One of our hives has European Foulbrood (EFB). That’s a bacterial infection (Melissococcus pluton) that kills off some of the bees before they’re born and weakens a colony. It’s considered a stress-related disease and moving hives can trigger it. It’s spread pretty much around the planet, is contagious between colonies and is a nuisance, but strong hives can recover on their own. If necessary, it can be treated with antibiotics, specifically oxytetracycline hydrochloride (OTC). Unfortunately the antibiotics can make their way into the honey so you shouldn’t extract honey for at least 8 weeks after treatment.
Identifying EFB can be a bit tricky as the symptoms aren’t really pronounced. The larvae curl up, change colour and/or look as if they have moved around in their cell. To be honest, I’d never have spotted it. But our apiarist, Bruce, made his living inspecting hives and identified EFB quickly and positively. Here’s a photo of the area he pointed out to me as proof of EFB. Judge for yourself if it’s obvious.
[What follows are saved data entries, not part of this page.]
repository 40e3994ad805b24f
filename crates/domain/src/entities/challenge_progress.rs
//! Challenge progress entity - one user's attempt at one challenge
//!
//! ## Lifecycle
//!
//! - Created with a zero count when the user starts the challenge.
//! - Moved forward by manual updates and by cooking events.
//! - Becomes terminal once `completed_at` is set. Terminal records never change again.
//!
//! Manual updates are rejected once the challenge window has closed. Cooking
//! events are not gated by the window.

use std::collections::HashSet;

use chrono::{DateTime, Utc};
use serde::{Deserialize, Serialize};

use crate::error::DomainError;
use crate::{CategoryId, Challenge, ChallengeId, ProgressId, UserId};

/// A manual progress change requested by the user.
#[derive(Debug, Clone, Copy, PartialEq, Eq)]
pub enum ProgressUpdate {
    /// Add to the current count. Always positive.
    Delta(u32),
    /// Overwrite the current count.
    SetCount(u32),
}

impl ProgressUpdate {
    /// Build an additive update; the delta must be greater than zero.
    pub fn delta(value: i64) -> Result<Self, DomainError> {
        if value <= 0 {
            return Err(DomainError::validation("delta must be > 0"));
        }
        u32::try_from(value)
            .map(Self::Delta)
            .map_err(|_| DomainError::validation("delta is too large"))
    }

    /// Build an absolute update; the count must not be negative.
    pub fn set_count(value: i64) -> Result<Self, DomainError> {
        if value < 0 {
            return Err(DomainError::validation("completed_count must be >= 0"));
        }
        u32::try_from(value)
            .map(Self::SetCount)
            .map_err(|_| DomainError::validation("completed_count is too large"))
    }
}

/// Result of applying a manual update.
#[derive(Debug, Clone, Copy, PartialEq, Eq)]
pub enum UpdateOutcome {
    /// The record was already terminal; nothing changed.
    Unchanged,
    /// The count changed. `completed` is true when this update completed the challenge.
    Applied { completed: bool },
}

/// Result of offering a cooking event to a record.
#[derive(Debug, Clone, Copy, PartialEq, Eq)]
pub enum CookingOutcome {
    /// Terminal record, or the recipe is outside the challenge category.
    Skipped,
    /// The count went up by one.
    Counted { completed: bool },
}

#[derive(Debug, Clone, PartialEq, Eq, Serialize, Deserialize)]
#[serde(rename_all = "camelCase")]
pub struct ChallengeProgress {
    id: ProgressId,
    user_id: UserId,
    challenge_id: ChallengeId,
    completed_count: u32,
    started_at: DateTime<Utc>,
    completed_at: Option<DateTime<Utc>>,
}

impl ChallengeProgress {
    /// A fresh record for a user starting a challenge now.
    pub fn start(user_id: UserId, challenge_id: ChallengeId, now: DateTime<Utc>) -> Self {
        Self {
            id: ProgressId::new(),
            user_id,
            challenge_id,
            completed_count: 0,
            started_at: now,
            completed_at: None,
        }
    }

    /// Rebuild a record from persisted state.
    pub fn restore(
        id: ProgressId,
        user_id: UserId,
        challenge_id: ChallengeId,
        completed_count: u32,
        started_at: DateTime<Utc>,
        completed_at: Option<DateTime<Utc>>,
    ) -> Self {
        Self {
            id,
            user_id,
            challenge_id,
            completed_count,
            started_at,
            completed_at,
        }
    }

    // === Accessors ===

    pub fn id(&self) -> ProgressId {
        self.id
    }

    pub fn user_id(&self) -> UserId {
        self.user_id
    }

    pub fn challenge_id(&self) -> ChallengeId {
        self.challenge_id
    }

    pub fn completed_count(&self) -> u32 {
        self.completed_count
    }

    pub fn started_at(&self) -> DateTime<Utc> {
        self.started_at
    }

    pub fn completed_at(&self) -> Option<DateTime<Utc>> {
        self.completed_at
    }

    // === Derived state ===

    /// Terminal records have a completion stamp and are frozen.
    pub fn is_terminal(&self) -> bool {
        self.completed_at.is_some()
    }

    /// Completion as shown to users: stamped, or the target is already met.
    pub fn is_completed(&self, challenge: &Challenge) -> bool {
        self.is_terminal() || challenge.is_target_reached(self.completed_count)
    }

    /// End of the challenge window, if the challenge has one.
    pub fn ends_at(&self, challenge: &Challenge) -> Option<DateTime<Utc>> {
        challenge.window().map(|window| self.started_at + window)
    }

    /// Whether the window closed before this record was completed.
    pub fn is_expired(&self, challenge: &Challenge, now: DateTime<Utc>) -> bool {
        !self.is_terminal() && self.ends_at(challenge).is_some_and(|ends_at| now > ends_at)
    }

    // === Transitions ===

    /// Apply a manual update.
    ///
    /// Terminal records are left untouched. Expired records reject the update
    /// without mutation.
    pub fn apply_update(
        &mut self,
        challenge: &Challenge,
        update: ProgressUpdate,
        now: DateTime<Utc>,
    ) -> Result<UpdateOutcome, DomainError> {
        if self.is_terminal() {
            return Ok(UpdateOutcome::Unchanged);
        }

        if self.is_expired(challenge, now) {
            if let Some(ends_at) = self.ends_at(challenge) {
                return Err(DomainError::expired(ends_at));
            }
        }

        self.completed_count = match update {
            ProgressUpdate::SetCount(count) => count,
            ProgressUpdate::Delta(delta) => self
                .completed_count
                .checked_add(delta)
                .ok_or_else(|| DomainError::constraint("completed count overflow"))?,
        };

        let completed = self.complete_if_target_reached(challenge, now);
        Ok(UpdateOutcome::Applied { completed })
    }

    /// Count one cooked recipe toward this record.
    ///
    /// Not gated by the challenge window.
    pub fn record_cooking(
        &mut self,
        challenge: &Challenge,
        recipe_categories: &HashSet<CategoryId>,
        now: DateTime<Utc>,
    ) -> CookingOutcome {
        if self.is_terminal() || !challenge.accepts(recipe_categories) {
            return CookingOutcome::Skipped;
        }

        self.completed_count = self.completed_count.saturating_add(1);
        let completed = self.complete_if_target_reached(challenge, now);
        CookingOutcome::Counted { completed }
    }

    fn complete_if_target_reached(&mut self, challenge: &Challenge, now: DateTime<Utc>) -> bool {
        if self.completed_at.is_none() && challenge.is_target_reached(self.completed_count) {
            self.completed_at = Some(now);
            return true;
        }
        false
    }
}
//! SQLite challenge catalog (read side).

use async_trait::async_trait;
use cookflow_domain::{Category, Challenge, ChallengeId};
use sqlx::sqlite::SqliteRow;
use sqlx::SqlitePool;

use super::helpers::{get, get_id, get_optional_count, get_optional_id};
use crate::infrastructure::ports::{ChallengeRepo, RepoError};

const SELECT_COLUMNS: &str = r#"
    SELECT c.id AS id, c.title AS title, c.description AS description,
           c.image_url AS image_url, c.duration_days AS duration_days,
           c.target_count AS target_count, c.category_id AS category_id,
           cat.name AS category_name, cat.slug AS category_slug
    FROM challenges c
    LEFT JOIN categories cat ON cat.id = c.category_id
"#;

pub struct SqliteChallengeRepo {
    pool: SqlitePool,
}

impl SqliteChallengeRepo {
    pub fn new(pool: SqlitePool) -> Self {
        Self { pool }
    }

    fn row_to_challenge(row: &SqliteRow) -> Result<Challenge, RepoError> {
        let title: String = get(row, "title")?;
        let description: Option<String> = get(row, "description")?;
        let image_url: Option<String> = get(row, "image_url")?;

        let mut challenge = Challenge::new(title).with_id(get_id(row, "id")?);
        if let Some(description) = description {
            challenge = challenge.with_description(description);
        }
        if let Some(image_url) = image_url {
            challenge = challenge.with_image_url(image_url);
        }
        if let Some(days) = get_optional_count(row, "duration_days")? {
            challenge = challenge.with_duration_days(days);
        }
        if let Some(target) = get_optional_count(row, "target_count")? {
            challenge = challenge.with_target_count(target);
        }
        if let Some(category_id) = get_optional_id(row, "category_id")? {
            let name: Option<String> = get(row, "category_name")?;
            challenge = match name {
                Some(name) => challenge.with_category_details(Category {
                    id: category_id,
                    name,
                    slug: get(row, "category_slug")?,
                }),
                None => challenge.with_category(category_id),
            };
        }
        Ok(challenge)
    }
}

#[async_trait]
impl ChallengeRepo for SqliteChallengeRepo {
    async fn get(&self, id: ChallengeId) -> Result<Option<Challenge>, RepoError> {
        let row = sqlx::query(&format!("{SELECT_COLUMNS} WHERE c.id = ?"))
            .bind(id.to_string())
            .fetch_optional(&self.pool)
            .await
            .map_err(|e| RepoError::database("get_challenge", e))?;

        row.as_ref().map(Self::row_to_challenge).transpose()
    }

    async fn list(&self) -> Result<Vec<Challenge>, RepoError> {
        let rows = sqlx::query(&format!(
            "{SELECT_COLUMNS} ORDER BY c.created_at DESC, c.title ASC"
        ))
        .fetch_all(&self.pool)
        .await
        .map_err(|e| RepoError::database("list_challenges", e))?;

        rows.iter().map(Self::row_to_challenge).collect()
    }
}
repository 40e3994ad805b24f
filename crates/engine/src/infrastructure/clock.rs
//! Clock implementations.

use crate::infrastructure::ports::ClockPort;
use chrono::{DateTime, Utc};

/// System clock - uses real time.
pub struct SystemClock;

impl SystemClock {
    pub fn new() -> Self {
        Self
    }
}

impl Default for SystemClock {
    fn default() -> Self {
        Self::new()
    }
}

impl ClockPort for SystemClock {
    fn now(&self) -> DateTime<Utc> {
        Utc::now()
    }
}

/// Fixed clock for testing.
#[cfg(test)]
pub struct FixedClock(pub DateTime<Utc>);

#[cfg(test)]
impl ClockPort for FixedClock {
    fn now(&self) -> DateTime<Utc> {
        self.0
    }
}
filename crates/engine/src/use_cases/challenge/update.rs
//! Update progress use case - manual delta or absolute count.

use std::sync::Arc;

use cookflow_domain::{ChallengeId, UpdateOutcome, UserId};

use super::types::ProgressSummary;
use super::ProgressError;
use crate::infrastructure::ports::{ChallengeRepo, ClockPort, ProgressChange, ProgressRepo};
use crate::use_cases::validation::ProgressUpdateInput;

/// Applies a manual progress update.
///
/// Order of checks: payload, challenge, record, window. Terminal records are
/// returned as they are and nothing is written.
pub struct UpdateProgress {
    progress_repo: Arc<dyn ProgressRepo>,
    challenge_repo: Arc<dyn ChallengeRepo>,
    clock: Arc<dyn ClockPort>,
}

impl UpdateProgress {
    pub fn new(
        progress_repo: Arc<dyn ProgressRepo>,
        challenge_repo: Arc<dyn ChallengeRepo>,
        clock: Arc<dyn ClockPort>,
    ) -> Self {
        Self {
            progress_repo,
            challenge_repo,
            clock,
        }
    }

    pub async fn execute(
        &self,
        user_id: UserId,
        challenge_id: ChallengeId,
        input: &ProgressUpdateInput,
    ) -> Result<ProgressSummary, ProgressError> {
        let update = input.parse()?;

        let challenge = self
            .challenge_repo
            .get(challenge_id)
            .await?
            .ok_or(ProgressError::ChallengeNotFound(challenge_id))?;

        let mut progress = self
            .progress_repo
            .find(user_id, challenge_id)
            .await?
            .ok_or(ProgressError::NotStarted(challenge_id))?;

        let expected_count = progress.completed_count();
        let now = self.clock.now();
        match progress.apply_update(&challenge, update, now)? {
            UpdateOutcome::Unchanged => {
                tracing::debug!(
                    user_id = %user_id,
                    challenge_id = %challenge_id,
                    "Progress already completed, update ignored"
                );
            }
            UpdateOutcome::Applied { completed } => {
                self.progress_repo
                    .update(&ProgressChange {
                        expected_count,
                        progress: progress.clone(),
                    })
                    .await?;
                if completed {
                    tracing::info!(
                        user_id = %user_id,
                        challenge_id = %challenge_id,
                        completed_count = progress.completed_count(),
                        "Challenge completed"
                    );
                }
            }
        }

        Ok(ProgressSummary::new(&progress, &challenge))
    }
}
//! User entity - the owner of progress records.

use chrono::{DateTime, Utc};
use serde::{Deserialize, Serialize};

use crate::UserId;

/// A registered user. Only identity data is modelled here.
#[derive(Debug, Clone, PartialEq, Eq, Serialize, Deserialize)]
pub struct User {
    pub id: UserId,
    pub name: String,
    pub email: String,
    pub created_at: DateTime<Utc>,
}
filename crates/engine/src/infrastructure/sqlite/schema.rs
//! SQLite schema initialization - tables, constraints and indexes.

use sqlx::SqlitePool;

use crate::infrastructure::ports::RepoError;

const STATEMENTS: &[&str] = &[
    r#"
    CREATE TABLE IF NOT EXISTS users (
        id TEXT PRIMARY KEY NOT NULL,
        name TEXT NOT NULL,
        email TEXT NOT NULL UNIQUE,
        created_at TEXT NOT NULL
    )
    "#,
    r#"
    CREATE TABLE IF NOT EXISTS categories (
        id TEXT PRIMARY KEY NOT NULL,
        name TEXT NOT NULL UNIQUE,
        slug TEXT UNIQUE
    )
    "#,
    r#"
    CREATE TABLE IF NOT EXISTS recipes (
        id TEXT PRIMARY KEY NOT NULL,
        title TEXT NOT NULL,
        author_id TEXT NOT NULL REFERENCES users(id) ON DELETE CASCADE,
        created_at TEXT NOT NULL
    )
    "#,
    r#"
    CREATE TABLE IF NOT EXISTS recipe_categories (
        recipe_id TEXT NOT NULL REFERENCES recipes(id) ON DELETE CASCADE,
        category_id TEXT NOT NULL REFERENCES categories(id) ON DELETE CASCADE,
        PRIMARY KEY (recipe_id, category_id)
    )
    "#,
    r#"
    CREATE TABLE IF NOT EXISTS challenges (
        id TEXT PRIMARY KEY NOT NULL,
        title TEXT NOT NULL,
        description TEXT,
        image_url TEXT,
        duration_days INTEGER,
        target_count INTEGER,
        category_id TEXT REFERENCES categories(id) ON DELETE SET NULL,
        created_at TEXT NOT NULL
    )
    "#,
    // The (user_id, challenge_id) unique index is what makes concurrent starts safe.
    r#"
    CREATE TABLE IF NOT EXISTS challenge_progress (
        id TEXT PRIMARY KEY NOT NULL,
        user_id TEXT NOT NULL REFERENCES users(id) ON DELETE CASCADE,
        challenge_id TEXT NOT NULL REFERENCES challenges(id) ON DELETE CASCADE,
        completed_count INTEGER NOT NULL DEFAULT 0,
        started_at TEXT NOT NULL,
        completed_at TEXT,
        CONSTRAINT uq_user_challenge_progress UNIQUE (user_id, challenge_id),
        CONSTRAINT ck_challenge_completed_ge_0 CHECK (completed_count >= 0)
    )
    "#,
    "CREATE INDEX IF NOT EXISTS idx_progress_user_active ON challenge_progress (user_id, completed_at)",
    "CREATE INDEX IF NOT EXISTS idx_challenges_category ON challenges (category_id)",
    "CREATE INDEX IF NOT EXISTS idx_recipe_categories_category ON recipe_categories (category_id)",
];

/// Create tables and indexes if they do not exist.
///
/// Safe to call on every startup.
pub async fn ensure_schema(pool: &SqlitePool) -> Result<(), RepoError> {
    for statement in STATEMENTS {
        sqlx::query(statement)
            .execute(pool)
            .await
            .map_err(|e| RepoError::database("ensure_schema", e))?;
    }

    tracing::info!("SQLite schema initialized (tables and indexes ensured)");
    Ok(())
}
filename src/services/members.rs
//! Member management service

use std::sync::Arc;

use validator::Validate;

use crate::{
    error::{AppError, AppResult},
    models::{Member, MemberPatch, MemberRequest},
    repository::MemberStore,
};

use super::cascade::CascadePolicy;

#[derive(Clone)]
pub struct MembersService {
    members: Arc<dyn MemberStore>,
    cascade: CascadePolicy,
}

impl MembersService {
    pub fn new(members: Arc<dyn MemberStore>, cascade: CascadePolicy) -> Self {
        Self { members, cascade }
    }

    pub async fn list(&self) -> AppResult<Vec<Member>> {
        tracing::info!("Listing all members");
        self.members.get_all().await
    }

    pub async fn get_by_id(&self, id: i64) -> AppResult<Member> {
        self.members.get_by_id(id).await?.ok_or_else(|| {
            tracing::warn!("Member not found with id {}", id);
            AppError::member_not_found(id)
        })
    }

    /// Register a member; the email must not belong to anyone else
    pub async fn create(&self, request: MemberRequest) -> AppResult<Member> {
        tracing::info!("Creating member: {}", request.email);
        request.validate()?;
        self.ensure_email_free(&request.email, None).await?;
        self.members.put(&Member::from_request(0, request)).await
    }

    pub async fn replace(&self, id: i64, request: MemberRequest) -> AppResult<Member> {
        tracing::info!("Replacing member {}", id);
        if !self.members.exists_by_id(id).await? {
            tracing::warn!("Member not found with id {}", id);
            return Err(AppError::member_not_found(id));
        }
        request.validate()?;
        self.ensure_email_free(&request.email, Some(id)).await?;
        self.members.put(&Member::from_request(id, request)).await
    }

    pub async fn update(&self, id: i64, patch: MemberPatch) -> AppResult<Member> {
        tracing::info!("Updating member {}", id);
        let existing = self.get_by_id(id).await?;
        let request = existing.merged_with(patch);
        request.validate()?;
        self.ensure_email_free(&request.email, Some(id)).await?;
        self.members.put(&Member::from_request(id, request)).await
    }

    /// Delete a member together with their loans
    pub async fn delete(&self, id: i64) -> AppResult<()> {
        tracing::info!("Deleting member {}", id);
        if !self.members.exists_by_id(id).await? {
            tracing::warn!("Member not found with id {}", id);
            return Err(AppError::member_not_found(id));
        }
        self.cascade.before_member_delete(id).await?;
        self.members.delete_by_id(id).await
    }

    async fn ensure_email_free(&self, email: &str, own_id: Option<i64>) -> AppResult<()> {
        match self.members.find_by_email(email).await? {
            Some(existing) if Some(existing.id) != own_id => {
                tracing::warn!("Email {} already used by member {}", email, existing.id);
                Err(AppError::Conflict(format!(
                    "A member with email {} already exists (id={})",
                    email, existing.id
                )))
            }
            _ => Ok(()),
        }
    }
}
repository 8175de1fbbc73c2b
//! Repository layer for entity storage

pub mod books;
pub mod loans;
pub mod members;
pub mod memory;
pub mod store;

use std::sync::Arc;

use sqlx::{Pool, Postgres};

pub use store::{BookStore, LoanStore, MemberStore};

/// Main repository struct holding one store per entity kind
#[derive(Clone)]
pub struct Repository {
    pub books: Arc<dyn BookStore>,
    pub members: Arc<dyn MemberStore>,
    pub loans: Arc<dyn LoanStore>,
}

impl Repository {
    /// Create a repository backed by the given database pool
    pub fn new(pool: Pool<Postgres>) -> Self {
        Self {
            books: Arc::new(books::BooksRepository::new(pool.clone())),
            members: Arc::new(members::MembersRepository::new(pool.clone())),
            loans: Arc::new(loans::LoansRepository::new(pool)),
        }
    }

    /// Create a repository whose three stores share one in-memory state
    pub fn in_memory() -> Self {
        let store = memory::MemoryStore::new();
        Self {
            books: Arc::new(store.clone()),
            members: Arc::new(store.clone()),
            loans: Arc::new(store),
        }
    }

    /// Create a repository from explicit store implementations
    pub fn from_stores(
        books: Arc<dyn BookStore>,
        members: Arc<dyn MemberStore>,
        loans: Arc<dyn LoanStore>,
    ) -> Self {
        Self { books, members, loans }
    }
}
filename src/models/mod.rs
//! Data models for the lending catalog

pub mod book;
pub mod loan;
pub mod member;

// Re-export commonly used types
pub use book::{Book, BookPatch, BookRequest};
pub use loan::{Loan, LoanRecord, LoanRequest, LoanSummary};
pub use member::{Member, MemberPatch, MemberRequest};
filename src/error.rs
//! Error types for the lending core

use std::fmt;

use thiserror::Error;

/// Numeric error codes reported alongside every failure
#[derive(Debug, Clone, Copy, PartialEq, Eq)]
#[repr(u32)]
pub enum ErrorCode {
    Failure = 1,
    DbFailure = 3,
    NoSuchBook = 4,
    NoSuchMember = 5,
    NoSuchLoan = 6,
    Duplicate = 8,
    BadValue = 18,
    HasLoans = 21,
}

/// Kind of entity a lookup was made for
#[derive(Debug, Clone, Copy, PartialEq, Eq, Hash)]
pub enum EntityKind {
    Book,
    Member,
    Loan,
}

impl fmt::Display for EntityKind {
    fn fmt(&self, f: &mut fmt::Formatter<'_>) -> fmt::Result {
        let name = match self {
            EntityKind::Book => "Book",
            EntityKind::Member => "Member",
            EntityKind::Loan => "Loan",
        };
        f.write_str(name)
    }
}

/// Main application error type
#[derive(Error, Debug)]
pub enum AppError {
    #[error("{kind} with id {id} not found")]
    NotFound { kind: EntityKind, id: i64 },

    #[error("Validation error: {0}")]
    Validation(String),

    #[error("Conflict: {0}")]
    Conflict(String),

    #[error("Business rule violation: {0}")]
    BusinessRule(String),

    #[error("Database error: {0}")]
    Database(#[from] sqlx::Error),

    #[error("Internal error: {0}")]
    Internal(String),
}

impl AppError {
    pub fn book_not_found(id: i64) -> Self {
        AppError::NotFound { kind: EntityKind::Book, id }
    }

    pub fn member_not_found(id: i64) -> Self {
        AppError::NotFound { kind: EntityKind::Member, id }
    }

    pub fn loan_not_found(id: i64) -> Self {
        AppError::NotFound { kind: EntityKind::Loan, id }
    }

    /// Error code reported to callers
    pub fn code(&self) -> ErrorCode {
        match self {
            AppError::NotFound { kind: EntityKind::Book, .. } => ErrorCode::NoSuchBook,
            AppError::NotFound { kind: EntityKind::Member, .. } => ErrorCode::NoSuchMember,
            AppError::NotFound { kind: EntityKind::Loan, .. } => ErrorCode::NoSuchLoan,
            AppError::Validation(_) => ErrorCode::BadValue,
            AppError::Conflict(_) => ErrorCode::Duplicate,
            AppError::BusinessRule(_) => ErrorCode::HasLoans,
            AppError::Database(_) => ErrorCode::DbFailure,
            AppError::Internal(_) => ErrorCode::Failure,
        }
    }

    /// True for failures the caller can fix by changing the request.
    /// Everything else is a fault on our side.
    pub fn is_client_error(&self) -> bool {
        !matches!(self, AppError::Database(_) | AppError::Internal(_))
    }

    /// Classify a write failure, turning unique constraint violations into `Conflict`
    pub(crate) fn from_write(err: sqlx::Error, what: &str) -> Self {
        if let sqlx::Error::Database(ref db) = err {
            // 23505: unique_violation
            if db.code().as_deref() == Some("23505") {
                return AppError::Conflict(format!("{} already exists", what));
            }
            // 23503: foreign_key_violation, a referenced row went away mid-write
            if db.code().as_deref() == Some("23503") {
                return AppError::Conflict(format!("{} references a deleted record", what));
            }
        }
        tracing::error!("Database error while writing {}: {:?}", what, err);
        AppError::Database(err)
    }
}

impl From<validator::ValidationErrors> for AppError {
    fn from(errors: validator::ValidationErrors) -> Self {
        AppError::Validation(errors.to_string())
    }
}

/// Result type alias for application operations
pub type AppResult<T> = Result<T, AppError>;
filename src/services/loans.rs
//! Loan lifecycle service
//!
//! The only writer of loan records. Every write resolves the referenced book
//! and member first, so a stored loan always points at entities that existed
//! when it was written. The lookups and the write are separate store calls:
//! a parent deleted in between makes the write fail on the store's foreign
//! key check rather than leave an orphan.

use std::sync::Arc;

use chrono::NaiveDate;

use crate::{
    error::{AppError, AppResult},
    models::{Loan, LoanRecord, LoanRequest},
    repository::LoanStore,
};

use super::resolver::ReferenceResolver;

/// A `LoanRequest` with every required field present
struct CheckedRequest {
    book_id: i64,
    member_id: i64,
    loan_date: NaiveDate,
    return_date: Option<NaiveDate>,
}

impl CheckedRequest {
    fn from_request(request: &LoanRequest) -> AppResult<Self> {
        let book_id = request
            .book_id
            .ok_or_else(|| AppError::Validation("book_id is required".to_string()))?;
        let member_id = request
            .member_id
            .ok_or_else(|| AppError::Validation("member_id is required".to_string()))?;
        let loan_date = request
            .loan_date
            .ok_or_else(|| AppError::Validation("loan_date is required".to_string()))?;

        if let Some(return_date) = request.return_date {
            if return_date < loan_date {
                return Err(AppError::Validation(format!(
                    "return_date {} is before loan_date {}",
                    return_date, loan_date
                )));
            }
        }

        Ok(Self {
            book_id,
            member_id,
            loan_date,
            return_date: request.return_date,
        })
    }
}

#[derive(Clone)]
pub struct LoansService {
    loans: Arc<dyn LoanStore>,
    resolver: ReferenceResolver,
}

impl LoansService {
    pub fn new(loans: Arc<dyn LoanStore>, resolver: ReferenceResolver) -> Self {
        Self { loans, resolver }
    }

    /// List every loan in store order
    pub async fn list(&self) -> AppResult<Vec<Loan>> {
        tracing::info!("Listing all loans");
        self.loans.get_all().await
    }

    /// Get loan by ID
    pub async fn get_by_id(&self, id: i64) -> AppResult<Loan> {
        tracing::info!("Getting loan {}", id);
        self.loans.get_by_id(id).await?.ok_or_else(|| {
            tracing::warn!("Loan not found with id {}", id);
            AppError::loan_not_found(id)
        })
    }

    /// Create a new loan
    pub async fn create(&self, request: LoanRequest) -> AppResult<Loan> {
        tracing::info!("Creating loan: {:?}", request);
        let checked = CheckedRequest::from_request(&request)?;
        self.write(0, checked).await
    }

    /// Replace the loan at `id` with the request. Stored values are discarded,
    /// so every required field must be present.
    pub async fn replace(&self, id: i64, request: LoanRequest) -> AppResult<Loan> {
        tracing::info!("Replacing loan {} with {:?}", id, request);
        self.ensure_exists(id).await?;
        let checked = CheckedRequest::from_request(&request)?;
        self.write(id, checked).await
    }

    /// Partially update the loan at `id`: omitted fields keep their stored value.
    /// The merged loan is then resolved and written like a replace.
    pub async fn update(&self, id: i64, request: LoanRequest) -> AppResult<Loan> {
        tracing::info!("Updating loan {} with {:?}", id, request);
        let existing = self.get_by_id(id).await?;
        let checked = CheckedRequest::from_request(&request.merged_onto(&existing))?;
        self.write(id, checked).await
    }

    /// Delete a loan. Books and members are never touched.
    pub async fn delete(&self, id: i64) -> AppResult<()> {
        tracing::info!("Deleting loan {}", id);
        self.ensure_exists(id).await?;
        self.loans.delete_by_id(id).await
    }

    async fn ensure_exists(&self, id: i64) -> AppResult<()> {
        if !self.loans.exists_by_id(id).await? {
            tracing::warn!("Loan not found with id {}", id);
            return Err(AppError::loan_not_found(id));
        }
        Ok(())
    }

    async fn write(&self, id: i64, request: CheckedRequest) -> AppResult<Loan> {
        let (book, member) = self
            .resolver
            .resolve(request.book_id, request.member_id)
            .await?;

        let loan = Loan {
            id,
            book,
            member,
            loan_date: request.loan_date,
            return_date: request.return_date,
        };
        let record: LoanRecord = loan.record();
        let stored = self.loans.put(&record).await?;

        tracing::debug!("Stored loan {}", stored.id);
        Ok(stored)
    }
}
Bruce also decided it should be treated but he didn’t have the antibiotics or time to do it. So he dropped the OTC in our letter box with some simple instructions and left it to Frank and me to administer.
Yesterday we finally did. It’s a simple as could be. We just sprinkled a couple of tablespoons worth of the powder (OTC mixed with icing sugar) over the brood box (under the excluder). That’s it. The bees will do the rest by spreading the antibiotic around the hive as they feed and clean the brood.
Now we wait and hope the hive grows in strength, overcomes its bout of EFB and that no other hives become affected.